*Action item*.
Show all lines below holding the string "DetailPage".

──────── Records for this task

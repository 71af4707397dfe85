//! Live browser session over Chrome DevTools.
//!
//! The session is the single shared mutable resource of a run: the pipeline
//! owns exactly one, drives it strictly sequentially, and releases it on
//! every exit path by RAII (dropping the session terminates the Chrome
//! process, unhandled errors included).

use std::ffi::{OsStr, OsString};
use std::sync::Arc;
use std::thread;
use std::time::Duration;

use gisgrab_core::AppConfig;
use headless_chrome::{Browser, LaunchOptions, Tab};
use percent_encoding::{utf8_percent_encode, AsciiSet, NON_ALPHANUMERIC};

use crate::collect::DetailPage;
use crate::error::ScrapeError;
use crate::harvest::SearchPage;
use crate::selectors;

/// Bytes percent-encoded in the search-query path segment: everything but
/// RFC 3986 unreserved characters.
const QUERY_SEGMENT: &AsciiSet = &NON_ALPHANUMERIC
    .remove(b'-')
    .remove(b'.')
    .remove(b'_')
    .remove(b'~');

/// One Chrome process with a single tab, driving both harvesting and detail
/// collection.
pub struct BrowserSession {
    // Keeps the Chrome process alive; dropping it closes the browser.
    _browser: Browser,
    tab: Arc<Tab>,
    config: AppConfig,
}

impl BrowserSession {
    /// Launches Chrome with the configured user agent and a minimal set of
    /// fingerprint-masking arguments.
    ///
    /// # Errors
    ///
    /// Returns [`ScrapeError::Session`] if Chrome cannot be spawned or the
    /// initial tab cannot be opened.
    pub fn launch(config: &AppConfig) -> Result<Self, ScrapeError> {
        tracing::info!(headless = config.headless, "launching browser");
        let user_agent_arg = OsString::from(format!("--user-agent={}", config.user_agent));
        let args: Vec<&OsStr> = vec![
            OsStr::new("--start-maximized"),
            OsStr::new("--disable-infobars"),
            OsStr::new("--no-first-run"),
            OsStr::new("--no-default-browser-check"),
            user_agent_arg.as_os_str(),
        ];
        let browser = Browser::new(LaunchOptions {
            headless: config.headless,
            args,
            ..Default::default()
        })
        .map_err(|e| ScrapeError::session(&e))?;
        let tab = browser.new_tab().map_err(|e| ScrapeError::session(&e))?;
        Ok(Self {
            _browser: browser,
            tab,
            config: config.clone(),
        })
    }

    /// Navigates to the search page for `city` and `query` and lets the app
    /// shell settle before the list is probed.
    ///
    /// # Errors
    ///
    /// Returns [`ScrapeError::Session`] on navigation failure.
    pub fn open_search(&mut self, city: &str, query: &str) -> Result<(), ScrapeError> {
        let url = search_url(&self.config.base_url, city, query);
        tracing::info!(url = %url, "opening search page");
        self.tab
            .navigate_to(&url)
            .and_then(Tab::wait_until_navigated)
            .map_err(|e| ScrapeError::session(&e))?;
        thread::sleep(self.config.scroll_settle);
        Ok(())
    }
}

/// Builds `<base>/<city>/search/<percent-encoded query>`.
#[must_use]
pub fn search_url(base_url: &str, city: &str, query: &str) -> String {
    let encoded = utf8_percent_encode(query, QUERY_SEGMENT);
    format!("{}/{city}/search/{encoded}", base_url.trim_end_matches('/'))
}

impl SearchPage for BrowserSession {
    fn wait_for_list(&mut self, timeout: Duration) -> Result<(), ScrapeError> {
        self.tab
            .wait_for_element_with_custom_timeout(selectors::CARD_LINK, timeout)
            .map(|_| ())
            .map_err(|_| ScrapeError::timeout(selectors::CARD_LINK, timeout))
    }

    fn wait_for_panel(&mut self, timeout: Duration) -> Result<(), ScrapeError> {
        self.tab
            .wait_for_element_with_custom_timeout(selectors::SCROLL_PANEL, timeout)
            .map(|_| ())
            .map_err(|_| ScrapeError::timeout(selectors::SCROLL_PANEL, timeout))
    }

    fn candidate_count(&mut self) -> Result<usize, ScrapeError> {
        // find_elements fails when the selector matches nothing; for the
        // growth counter that is simply a count of zero.
        Ok(self
            .tab
            .find_elements(selectors::CARD_LINK)
            .map(|els| els.len())
            .unwrap_or(0))
    }

    fn scroll_to_bottom(&mut self) -> Result<(), ScrapeError> {
        let panel = self
            .tab
            .find_element(selectors::SCROLL_PANEL)
            .map_err(|_| ScrapeError::PanelNotFound {
                selector: selectors::SCROLL_PANEL.to_owned(),
            })?;
        panel
            .call_js_fn(
                "function() { this.scrollTo(0, this.scrollHeight); }",
                Vec::new(),
                false,
            )
            .map_err(|e| ScrapeError::session(&e))?;
        Ok(())
    }

    fn candidate_links(&mut self) -> Result<Vec<String>, ScrapeError> {
        let Ok(elements) = self.tab.find_elements(selectors::CARD_LINK) else {
            return Ok(Vec::new());
        };
        let mut links = Vec::with_capacity(elements.len());
        for element in &elements {
            // `this.href` resolves relative card links against the page URL.
            let href = element
                .call_js_fn("function() { return this.href; }", Vec::new(), false)
                .map_err(|e| ScrapeError::session(&e))?
                .value
                .and_then(|v| v.as_str().map(str::to_owned));
            if let Some(href) = href {
                links.push(href);
            }
        }
        Ok(links)
    }
}

impl DetailPage for BrowserSession {
    fn fetch_rendered(&mut self, url: &str) -> Result<String, ScrapeError> {
        self.tab
            .navigate_to(url)
            .and_then(Tab::wait_until_navigated)
            .map_err(|e| ScrapeError::session(&e))?;
        self.tab
            .wait_for_element_with_custom_timeout(selectors::DETAIL_HEADER, self.config.detail_wait)
            .map_err(|_| ScrapeError::timeout(selectors::DETAIL_HEADER, self.config.detail_wait))?;
        // rating and hours widgets render after the heading
        thread::sleep(self.config.detail_settle);
        self.tab.get_content().map_err(|e| ScrapeError::session(&e))
    }
}

#[cfg(test)]
mod tests {
    use super::*;

    #[test]
    fn search_url_encodes_non_ascii_query() {
        assert_eq!(
            search_url("https://2gis.ru", "moscow", "кафе"),
            "https://2gis.ru/moscow/search/%D0%BA%D0%B0%D1%84%D0%B5"
        );
    }

    #[test]
    fn search_url_encodes_spaces() {
        assert_eq!(
            search_url("https://2gis.ru", "spb", "sushi bar"),
            "https://2gis.ru/spb/search/sushi%20bar"
        );
    }

    #[test]
    fn search_url_trims_trailing_slash_on_base() {
        assert_eq!(
            search_url("https://2gis.ru/", "moscow", "pizza"),
            "https://2gis.ru/moscow/search/pizza"
        );
    }
}
use thiserror::Error;

#[derive(Debug, Error)]
pub enum ScrapeError {
    /// Browser or DevTools protocol failure. `headless_chrome` surfaces these
    /// as `anyhow::Error`, which cannot act as a `#[source]`, so the rendered
    /// message is carried instead.
    #[error("browser session error: {0}")]
    Session(String),

    #[error("timed out after {secs}s waiting for {selector}")]
    Timeout { selector: String, secs: u64 },

    #[error("scroll panel not found: {selector}")]
    PanelNotFound { selector: String },
}

impl ScrapeError {
    pub(crate) fn session(err: &anyhow::Error) -> Self {
        Self::Session(format!("{err:#}"))
    }

    pub(crate) fn timeout(selector: &str, timeout: std::time::Duration) -> Self {
        Self::Timeout {
            selector: selector.to_owned(),
            secs: timeout.as_secs(),
        }
    }
}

────────────────

*Reply to the task*.
use crate::collect::DetailPage;
impl DetailPage for BrowserSession {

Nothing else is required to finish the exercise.